DATASET RECORDS →
···
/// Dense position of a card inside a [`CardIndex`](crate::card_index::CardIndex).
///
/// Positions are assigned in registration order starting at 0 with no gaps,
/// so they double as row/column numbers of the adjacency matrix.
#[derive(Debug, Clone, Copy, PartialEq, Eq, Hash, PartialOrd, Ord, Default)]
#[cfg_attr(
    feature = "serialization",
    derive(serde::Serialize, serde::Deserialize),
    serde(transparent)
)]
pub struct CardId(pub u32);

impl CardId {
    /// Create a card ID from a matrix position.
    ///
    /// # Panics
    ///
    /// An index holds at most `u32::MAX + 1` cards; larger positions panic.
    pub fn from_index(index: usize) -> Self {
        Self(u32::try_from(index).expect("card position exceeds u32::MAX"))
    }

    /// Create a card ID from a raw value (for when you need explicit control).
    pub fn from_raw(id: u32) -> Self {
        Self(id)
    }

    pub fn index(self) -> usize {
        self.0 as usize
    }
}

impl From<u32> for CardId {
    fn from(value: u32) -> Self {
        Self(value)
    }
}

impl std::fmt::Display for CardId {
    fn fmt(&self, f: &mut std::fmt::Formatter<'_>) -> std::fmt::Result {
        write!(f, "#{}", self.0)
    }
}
···
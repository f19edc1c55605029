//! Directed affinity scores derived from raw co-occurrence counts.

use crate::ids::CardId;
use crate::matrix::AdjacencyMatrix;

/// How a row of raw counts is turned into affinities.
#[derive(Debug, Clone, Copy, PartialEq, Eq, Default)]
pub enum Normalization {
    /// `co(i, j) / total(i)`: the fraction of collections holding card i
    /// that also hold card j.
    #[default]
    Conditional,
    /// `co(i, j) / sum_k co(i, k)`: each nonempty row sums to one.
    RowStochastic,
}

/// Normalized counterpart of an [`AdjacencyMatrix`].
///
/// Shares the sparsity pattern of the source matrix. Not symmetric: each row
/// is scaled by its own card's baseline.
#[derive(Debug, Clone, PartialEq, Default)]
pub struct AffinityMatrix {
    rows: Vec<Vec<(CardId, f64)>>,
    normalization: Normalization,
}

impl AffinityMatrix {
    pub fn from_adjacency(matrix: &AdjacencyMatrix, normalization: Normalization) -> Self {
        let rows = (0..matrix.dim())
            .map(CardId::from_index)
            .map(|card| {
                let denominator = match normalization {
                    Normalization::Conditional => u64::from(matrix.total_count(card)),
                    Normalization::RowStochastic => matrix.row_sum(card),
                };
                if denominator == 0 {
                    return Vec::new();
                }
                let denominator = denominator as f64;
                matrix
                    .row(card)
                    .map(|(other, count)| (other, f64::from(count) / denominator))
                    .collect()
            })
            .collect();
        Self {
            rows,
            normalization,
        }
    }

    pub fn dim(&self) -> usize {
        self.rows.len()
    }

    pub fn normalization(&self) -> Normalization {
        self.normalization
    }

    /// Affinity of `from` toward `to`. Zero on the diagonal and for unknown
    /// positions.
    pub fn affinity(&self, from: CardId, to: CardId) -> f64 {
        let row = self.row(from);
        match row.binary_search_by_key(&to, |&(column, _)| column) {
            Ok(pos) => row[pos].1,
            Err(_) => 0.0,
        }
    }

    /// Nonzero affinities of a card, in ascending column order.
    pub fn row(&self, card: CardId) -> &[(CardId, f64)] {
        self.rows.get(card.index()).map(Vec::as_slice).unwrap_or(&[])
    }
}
···
TASK DIRECTIONS → Find the lines of the listing above that hold "column". Please copy them.

WRITTEN ANSWER →
/// so they double as row/column numbers of the adjacency matrix.
        match row.binary_search_by_key(&to, |&(column, _)| column) {
    /// Nonzero affinities of a card, in ascending column order.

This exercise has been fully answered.